The object can't ever be Qnil (or if it is, we have a bug...), since it was set from an allocation and Qnil is not a heap-allocated object. (It's a tagged pointer)

ivoanjo · 2026-01-13T15:47:53Z

ext/datadog_profiling_native_extension/heap_recorder.c

+  if (heap_recorder->active_deferred_object != Qnil) {
+    rb_gc_mark(heap_recorder->active_deferred_object);
+  }


Minor: This can can indeed trivially be Qnil; but btw it's OK to mark Qnil, so maybe remove the branch anyway? Less code ;)

feels weird to do so ^^

ivoanjo

Ok here's my comments from the full pass :)

I think the key change needed is to make sure we call during_sample_enter to avoid any other parts of the profiler firing in the middle of finalization.

Having said that, especially on the heap profiler I'm not a huge fan of some of the duplication -- that code is ultra-fiddly and so having complex logic duplicated across if-defs I worry makes it easy to forget to update one of the versions.

ivoanjo · 2026-01-14T12:04:48Z

ext/datadog_profiling_native_extension/collectors_cpu_and_wall_time_worker.c

+static void finalize_heap_allocation_from_postponed_job(DDTRACE_UNUSED void *_unused) {
+  cpu_and_wall_time_worker_state *state = active_sampler_instance_state;
+
+  if (state == NULL) return;
+
+  if (!ddtrace_rb_ractor_main_p()) {
+    return;
+  }
+
+  // Get the heap_recorder from the thread_context_collector
+  heap_recorder *recorder = thread_context_collector_get_heap_recorder(state->thread_context_collector_instance);


Ah, on a second pass, there's two things missing here that can create a bit of a sharp edge:

a.
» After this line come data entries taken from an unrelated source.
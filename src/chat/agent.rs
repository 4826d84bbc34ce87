//! Client for the external agent service.
//!
//! The agent runs the reasoning loop and calls our MCP tools on its own; this
//! side only forwards the conversation and relays the streamed reply. The
//! production client speaks the OpenAI-compatible `chat/completions`
//! streaming protocol.

use async_trait::async_trait;
use futures_util::stream::BoxStream;
use futures_util::StreamExt;
use reqwest::{Client, StatusCode};
use serde::{Deserialize, Serialize};
use serde_json::{json, Value};
use thiserror::Error;

use crate::config::{ChatConfig, HttpConfig};
use crate::sources::ErrorKind;

/// Author of a chat message
#[derive(Debug, Clone, Copy, PartialEq, Eq, Serialize, Deserialize)]
#[serde(rename_all = "lowercase")]
pub enum Role {
    System,
    User,
    Assistant,
}

#[derive(Debug, Clone, PartialEq, Eq, Serialize, Deserialize)]
pub struct ChatMessage {
    pub role: Role,
    pub content: String,
}

impl ChatMessage {
    pub fn new(role: Role, content: impl Into<String>) -> Self {
        Self {
            role,
            content: content.into(),
        }
    }

    pub fn user(content: impl Into<String>) -> Self {
        Self::new(Role::User, content)
    }

    pub fn assistant(content: impl Into<String>) -> Self {
        Self::new(Role::Assistant, content)
    }
}

/// Errors from the agent service
#[derive(Debug, Clone, PartialEq, Error)]
pub enum AgentError {
    #[error("agent unavailable{}: {detail}", .status.map(|s| format!(" (HTTP {})", s)).unwrap_or_default())]
    Unavailable { status: Option<u16>, detail: String },

    #[error("agent rejected credentials: {0}")]
    Authentication(String),

    #[error("malformed agent stream: {0}")]
    Malformed(String),
}

impl AgentError {
    pub fn kind(&self) -> ErrorKind {
        match self {
            AgentError::Unavailable { .. } => ErrorKind::SourceUnavailable,
            AgentError::Authentication(_) => ErrorKind::AuthenticationFailure,
            AgentError::Malformed(_) => ErrorKind::MalformedResponse,
        }
    }

    fn unavailable(status: Option<u16>, detail: impl Into<String>) -> Self {
        AgentError::Unavailable {
            status,
            detail: detail.into(),
        }
    }
}

/// Stream of text deltas for one agent turn
pub type DeltaStream = BoxStream<'static, Result<String, AgentError>>;

/// One conversational turn against the agent
#[async_trait]
pub trait AgentSession: Send + Sync + std::fmt::Debug {
    /// Send the messages and stream back the reply text
    ///
    /// `reasoning` switches the model's extended thinking on for this turn.
    async fn stream(
        &self,
        model: &str,
        reasoning: bool,
        messages: Vec<ChatMessage>,
    ) -> Result<DeltaStream, AgentError>;
}

/// Agent reached over an OpenAI-compatible streaming endpoint
#[derive(Debug, Clone)]
pub struct HttpAgentSession {
    client: Client,
    endpoint: String,
    api_key: Option<String>,
    reasoning_budget: u32,
}

impl HttpAgentSession {
    pub fn new(chat: &ChatConfig, http: &HttpConfig) -> Result<Self, reqwest::Error> {
        let client = Client::builder()
            .user_agent(&http.user_agent)
            .connect_timeout(http.connect_timeout())
            .timeout(chat.agent_timeout())
            .build()?;

        Ok(Self {
            client,
            endpoint: format!("{}/chat/completions", chat.agent_url.trim_end_matches('/')),
            api_key: chat.agent_api_key.clone(),
            reasoning_budget: chat.reasoning_budget_tokens,
        })
    }

    pub fn endpoint(&self) -> &str {
        &self.endpoint
    }

    fn request_body(&self, model: &str, reasoning: bool, messages: &[ChatMessage]) -> Value {
        let thinking = if reasoning {
            json!({ "type": "enabled", "budget_tokens": self.reasoning_budget })
        } else {
            json!({ "type": "disabled" })
        };
        json!({
            "model": model,
            "messages": messages,
            "stream": true,
            "thinking": thinking,
        })
    }
}

#[async_trait]
impl AgentSession for HttpAgentSession {
    async fn stream(
        &self,
        model: &str,
        reasoning: bool,
        messages: Vec<ChatMessage>,
    ) -> Result<DeltaStream, AgentError> {
        let count = messages.len();
        let body = self.request_body(model, reasoning, &messages);

        let mut request = self.client.post(&self.endpoint).json(&body);
        if let Some(key) = &self.api_key {
            request = request.bearer_auth(key);
        }

        tracing::debug!(endpoint = %self.endpoint, model, reasoning, messages = count, "calling agent");
        let response = request
            .send()
            .await
            .map_err(|e| AgentError::unavailable(None, e.to_string()))?;

        let status = response.status();
        if !status.is_success() {
            let text = response.text().await.unwrap_or_default();
            return Err(status_error(status, &text));
        }

        let mut bytes = Box::pin(response.bytes_stream());
        let stream = async_stream::try_stream! {
            // Bytes, not text: a UTF-8 sequence may straddle two chunks
            let mut buffer: Vec<u8> = Vec::new();
            let mut done = false;
            'read: while let Some(chunk) = bytes.next().await {
                let chunk = chunk.map_err(|e| AgentError::unavailable(None, format!("stream read error: {}", e)))?;
                buffer.extend_from_slice(&chunk);

                while let Some(line_end) = buffer.iter().position(|b| *b == b'\n') {
                    let raw: Vec<u8> = buffer.drain(..=line_end).collect();
                    let line = String::from_utf8_lossy(&raw);

                    match parse_sse_line(line.trim())? {
                        SseLine::Delta(text) => yield text,
                        SseLine::Done => {
                            done = true;
                            break 'read;
                        }
                        SseLine::Skip => {}
                    }
                }
            }

            // Last line may arrive without a newline
            if !done && !buffer.is_empty() {
                let line = String::from_utf8_lossy(&buffer).into_owned();
                if let SseLine::Delta(text) = parse_sse_line(line.trim())? {
                    yield text;
                }
            }
        };

        Ok(stream.boxed())
    }
}

fn status_error(status: StatusCode, body: &str) -> AgentError {
    let detail = format!(
        "{}: {}",
        status.canonical_reason().unwrap_or("error"),
        body.chars().take(300).collect::<String>()
    );
    match status {
        StatusCode::UNAUTHORIZED | StatusCode::FORBIDDEN => AgentError::Authentication(detail),
        _ => AgentError::unavailable(Some(status.as_u16()), detail),
    }
}

/// Meaning of one line of the event stream
#[derive(Debug, Clone, PartialEq, Eq)]
pub enum SseLine {
    Delta(String),
    Done,
    /// Comments, keep-alives, role-only chunks and other fields
    Skip,
}

/// Parse a single line of an OpenAI-compatible event stream
pub fn parse_sse_line(line: &str) -> Result<SseLine, AgentError> {
    let Some(data) = line.strip_prefix("data:") else {
        return Ok(SseLine::Skip);
    };
    parse_sse_chunk(data.trim())
}

/// Parse the payload of one `data:` field
pub fn parse_sse_chunk(data: &str) -> Result<SseLine, AgentError> {
    if data == "[DONE]" {
        return Ok(SseLine::Done);
    }
    if data.is_empty() {
        return Ok(SseLine::Skip);
    }

    let v: Value = serde_json::from_str(data)
        .map_err(|e| AgentError::Malformed(format!("invalid chunk JSON: {}", e)))?;

    // Some servers report failures mid-stream instead of via the status line
    if let Some(error) = v.get("error") {
        let detail = error["message"]
            .as_str()
            .map(str::to_string)
            .unwrap_or_else(|| error.to_string());
        return Err(AgentError::unavailable(None, detail));
    }

    let text = v["choices"]
        .get(0)
        .and_then(|choice| choice["delta"]["content"].as_str())
        .filter(|s| !s.is_empty());

    Ok(match text {
        Some(text) => SseLine::Delta(text.to_string()),
        None => SseLine::Skip,
    })
}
We're missing during_sample_enter and during_sample_exit -- these set a flag that allows us to avoid nested operations inside the profiler. E.g. some sharp edges along the line of "the profiler is sampling something else -> it calls some VM api that causes the VM to check for interruptions -> the VM decides now it's a really nice time to flush heap things -> our current state may not be in a consistent sate" (or reverse -- maybe this is the function that started first, and it triggers an allocation, and the flip situation happens)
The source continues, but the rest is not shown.